The problem =>
A line belongs in the answer if it contains "TelemetryConfig"; copy every such line from the entries below.

Supplied records =>
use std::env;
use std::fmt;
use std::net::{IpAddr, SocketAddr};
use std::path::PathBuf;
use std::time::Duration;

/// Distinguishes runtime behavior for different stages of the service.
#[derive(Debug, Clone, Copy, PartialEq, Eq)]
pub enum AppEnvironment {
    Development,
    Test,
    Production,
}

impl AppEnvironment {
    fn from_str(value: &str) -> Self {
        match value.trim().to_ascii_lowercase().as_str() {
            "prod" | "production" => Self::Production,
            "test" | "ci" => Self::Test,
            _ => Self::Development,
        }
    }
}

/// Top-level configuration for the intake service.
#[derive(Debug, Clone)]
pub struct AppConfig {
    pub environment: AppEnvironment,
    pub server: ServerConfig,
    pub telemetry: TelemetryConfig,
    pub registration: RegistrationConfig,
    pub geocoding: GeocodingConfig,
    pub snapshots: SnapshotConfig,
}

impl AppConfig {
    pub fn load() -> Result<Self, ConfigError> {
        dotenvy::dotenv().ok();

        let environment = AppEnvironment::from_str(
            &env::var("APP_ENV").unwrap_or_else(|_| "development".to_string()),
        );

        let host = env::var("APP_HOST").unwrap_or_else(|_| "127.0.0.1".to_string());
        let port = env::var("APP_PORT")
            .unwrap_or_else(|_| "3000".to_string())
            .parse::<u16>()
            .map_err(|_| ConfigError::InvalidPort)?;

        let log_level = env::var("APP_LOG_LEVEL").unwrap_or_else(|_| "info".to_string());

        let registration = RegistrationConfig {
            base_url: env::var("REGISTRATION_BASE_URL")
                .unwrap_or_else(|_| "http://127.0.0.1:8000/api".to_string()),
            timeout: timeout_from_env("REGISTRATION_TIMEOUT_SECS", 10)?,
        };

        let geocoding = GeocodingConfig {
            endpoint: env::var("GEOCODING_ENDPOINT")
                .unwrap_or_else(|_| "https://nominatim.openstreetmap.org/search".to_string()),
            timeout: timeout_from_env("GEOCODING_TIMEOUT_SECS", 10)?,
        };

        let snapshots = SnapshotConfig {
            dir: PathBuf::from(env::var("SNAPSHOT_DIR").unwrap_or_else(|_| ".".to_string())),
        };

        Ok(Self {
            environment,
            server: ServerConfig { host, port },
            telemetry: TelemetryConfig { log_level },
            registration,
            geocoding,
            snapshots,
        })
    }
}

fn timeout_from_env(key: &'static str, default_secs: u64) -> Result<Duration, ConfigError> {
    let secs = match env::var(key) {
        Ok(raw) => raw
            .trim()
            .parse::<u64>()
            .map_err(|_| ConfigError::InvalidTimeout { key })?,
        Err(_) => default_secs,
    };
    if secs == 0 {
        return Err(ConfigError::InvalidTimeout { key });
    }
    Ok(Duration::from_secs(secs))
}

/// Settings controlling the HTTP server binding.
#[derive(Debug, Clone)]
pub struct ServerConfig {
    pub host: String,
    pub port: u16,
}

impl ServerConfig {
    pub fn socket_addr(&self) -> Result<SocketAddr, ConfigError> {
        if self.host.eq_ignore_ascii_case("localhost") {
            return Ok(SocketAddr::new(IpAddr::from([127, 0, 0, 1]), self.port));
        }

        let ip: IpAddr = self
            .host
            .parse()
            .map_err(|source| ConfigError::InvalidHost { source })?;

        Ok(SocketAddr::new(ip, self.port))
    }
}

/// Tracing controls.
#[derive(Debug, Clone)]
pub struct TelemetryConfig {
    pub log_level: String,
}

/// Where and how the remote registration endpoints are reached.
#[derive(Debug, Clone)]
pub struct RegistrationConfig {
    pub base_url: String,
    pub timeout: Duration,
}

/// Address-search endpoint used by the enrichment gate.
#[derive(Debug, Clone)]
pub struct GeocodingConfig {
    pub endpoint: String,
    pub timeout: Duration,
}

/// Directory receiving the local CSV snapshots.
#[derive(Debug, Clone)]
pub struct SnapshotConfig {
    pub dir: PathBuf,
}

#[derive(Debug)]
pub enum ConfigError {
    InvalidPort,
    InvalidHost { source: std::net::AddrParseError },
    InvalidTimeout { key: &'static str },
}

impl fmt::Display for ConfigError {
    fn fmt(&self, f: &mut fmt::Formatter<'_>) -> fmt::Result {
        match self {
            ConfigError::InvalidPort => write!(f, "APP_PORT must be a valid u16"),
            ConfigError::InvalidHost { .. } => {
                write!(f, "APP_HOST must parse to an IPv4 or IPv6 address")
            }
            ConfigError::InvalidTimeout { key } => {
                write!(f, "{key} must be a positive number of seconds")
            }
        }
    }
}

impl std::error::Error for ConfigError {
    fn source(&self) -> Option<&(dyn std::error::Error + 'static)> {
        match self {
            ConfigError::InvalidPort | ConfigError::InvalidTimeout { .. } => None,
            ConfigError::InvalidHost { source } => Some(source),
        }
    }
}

Exercise answer =>
    pub telemetry: TelemetryConfig,
            telemetry: TelemetryConfig { log_level },
pub struct TelemetryConfig {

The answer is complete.